Slightly annoyed, I sigh to myself.

"Just what are you two arguing about?" I ask.

Akko looks at me with a slightly angered but determined face.

"We're arguing about which one of us is the cutest! I clearly am! I mean, Sucy's practically dripping with slim!" Akko states, fiercely pointing at the Filipino.

"Some guys like that." Sucy retorts.

"They've been arguing about this all morning." Lotte adds.

"I'm way cuter than her!" Akko continues. "I'm like a Teddy Bear, all warm and soft…" She emphasizes this point by hugging herself, happily humming a tune through her smile.

"You agree with me, right Ted?"

I falter, uncomfortably scratching my head.

"Well, you…um…"

Seeing that I won't give in easily, Akko goes to plan B, giving me the puppy dog eyes accompanied by a jutting, trembling lip.

I turn my gaze to Sucy, seeking escape from this question. She stares back blankly.

"Well?" She questions.

I forcefully look away, back down at the burner, turning it on. In an instance, the fire puffs out, already beginning to boil the brew.

"So, uh, what item did you bring, Sucy?" I ask, changing the subject.

Sucy lets out a wicked chuckle similar to a TV villain, before saying

"Finally, the long desired doors will open. Poison is remedy, and remedy is poison."
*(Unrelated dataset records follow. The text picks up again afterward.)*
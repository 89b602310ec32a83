//! Part dispatcher: turns envelopes into UI message chunks.
//!
//! The agent re-sends the full text of a message on every update. The
//! dispatcher remembers the last full text per message id and emits only the
//! new suffix, so the concatenated deltas for an id equal its final text.
//! Tool parts are mapped by state; duplicate input notifications for the same
//! tool call are suppressed.

use std::collections::{HashMap, HashSet};

use serde_json::Value;

use super::chunk::UiMessageChunk;
use super::message::{TextPart, ToolPart, ToolState, UiMessage, UiPart};

/// Error text used when a failed tool part carries no message.
pub const DEFAULT_TOOL_ERROR: &str = "Tool execution failed";

/// Request-scoped translation state.
#[derive(Debug, Default)]
pub struct PartDispatcher {
    /// Last full text seen per message id.
    text_state: HashMap<String, String>,
    /// Ids that already emitted `text-start`.
    text_started: HashSet<String>,
    /// Ids that already emitted `text-end`.
    text_ended: HashSet<String>,
    /// Tool call ids that already emitted `tool-input-available`.
    tool_input_seen: HashSet<String>,
}

/// New text relative to what was already seen.
///
/// Returns the suffix when `current` extends `previous`, otherwise the whole
/// of `current` (full replacement).
#[must_use]
pub fn text_delta<'a>(previous: &str, current: &'a str) -> &'a str {
    current.strip_prefix(previous).unwrap_or(current)
}

impl PartDispatcher {
    /// Create a dispatcher with empty state.
    #[must_use]
    pub fn new() -> Self {
        Self::default()
    }

    /// Translate one envelope into zero or more chunks.
    pub fn dispatch(&mut self, message: &UiMessage) -> Vec<UiMessageChunk> {
        let mut out = Vec::new();
        for part in &message.parts {
            match part {
                UiPart::Text(text) => self.on_text(&message.id, text, &mut out),
                UiPart::Tool(tool) => self.on_tool(tool, &mut out),
                UiPart::Other(_) => {}
            }
        }
        out
    }

    /// Last full text observed for a message id.
    #[must_use]
    pub fn text_for(&self, id: &str) -> Option<&str> {
        self.text_state.get(id).map(String::as_str)
    }

    fn on_text(&mut self, id: &str, part: &TextPart, out: &mut Vec<UiMessageChunk>) {
        if self.text_ended.contains(id) {
            tracing::trace!(message_id = %id, "Ignoring text after text-end");
            return;
        }

        let delta = {
            let previous = self.text_state.get(id).map_or("", String::as_str);
            text_delta(previous, &part.text).to_string()
        };
        self.text_state.insert(id.to_string(), part.text.clone());

        if (!delta.is_empty() || part.is_done()) && self.text_started.insert(id.to_string()) {
            out.push(UiMessageChunk::TextStart { id: id.to_string() });
        }
        if !delta.is_empty() {
            out.push(UiMessageChunk::TextDelta {
                id: id.to_string(),
                delta,
            });
        }
        if part.is_done() {
            self.text_ended.insert(id.to_string());
            out.push(UiMessageChunk::TextEnd { id: id.to_string() });
        }
    }

    fn on_tool(&mut self, tool: &ToolPart, out: &mut Vec<UiMessageChunk>) {
        let tool_call_id = tool.tool_call_id.clone();
        match &tool.state {
            ToolState::InputAvailable | ToolState::InputStreaming => {
                if self.tool_input_seen.insert(tool_call_id.clone()) {
                    out.push(UiMessageChunk::ToolInputAvailable {
                        tool_call_id,
                        tool_name: tool.tool_name.clone(),
                        input: tool.input.clone(),
                    });
                }
            }
            ToolState::ApprovalRequested => {
                out.push(UiMessageChunk::ToolApprovalRequest {
                    approval_id: tool
                        .approval_id
                        .clone()
                        .unwrap_or_else(|| tool_call_id.clone()),
                    tool_call_id,
                });
            }
            ToolState::OutputAvailable => {
                out.push(UiMessageChunk::ToolOutputAvailable {
                    tool_call_id,
                    output: tool.output.clone().unwrap_or(Value::Null),
                });
            }
            ToolState::OutputError => {
                out.push(UiMessageChunk::ToolOutputError {
                    tool_call_id,
                    error_text: tool
                        .error_text
                        .clone()
                        .unwrap_or_else(|| DEFAULT_TOOL_ERROR.to_string()),
                });
            }
            ToolState::OutputDenied => {
                out.push(UiMessageChunk::ToolOutputDenied { tool_call_id });
            }
            ToolState::Unknown(state) => {
                tracing::trace!(tool_call_id = %tool.tool_call_id, state = %state, "Ignoring tool state");
            }
        }
    }
}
She pulls out a mushroom that looks like no other. It's bigger than most, about a meter long. The head of the mushroom itself is a shade of light red with small crystal-like objects sprinkled around. An abnormal mushroom for an abnormal girl.

"The one and only, Fungus Magicus!" She declares, sniffing it affectionately, and letting out a happy sigh that seems to melt her entire being.

Akko suddenly presses herself against the mushroom maniac, ruining Sucy's happy moment.

"No, stop! That's not cute at all." Akko complains, waving her hand around in protest.

I don't know, maybe a little.

"Girls, no fighting today." Lotte intervenes. "Remember, Magicus Synthesis only works when we're all on the same page."

"But Sucy was going to put a poisonous mushroom into our kettle!" Akko explains.

"Then what exactly did you bring, Akko?" Sucy asks, her tone implying that she's anything but interested.

"Ta-da!" Akko declares, proudly holding her item.

It's not really an item per se, but a living creature. It's small, with green skin, besides its face, which is a light yellow color. It also has big pointy ears, and what looks like a giant three leaf clover growing out of its head.

"It's the fairy of good luck, Brownie! That's what our spell needs!" Akko explains.

"So tell us, where did you get that thing?" Sucy asks.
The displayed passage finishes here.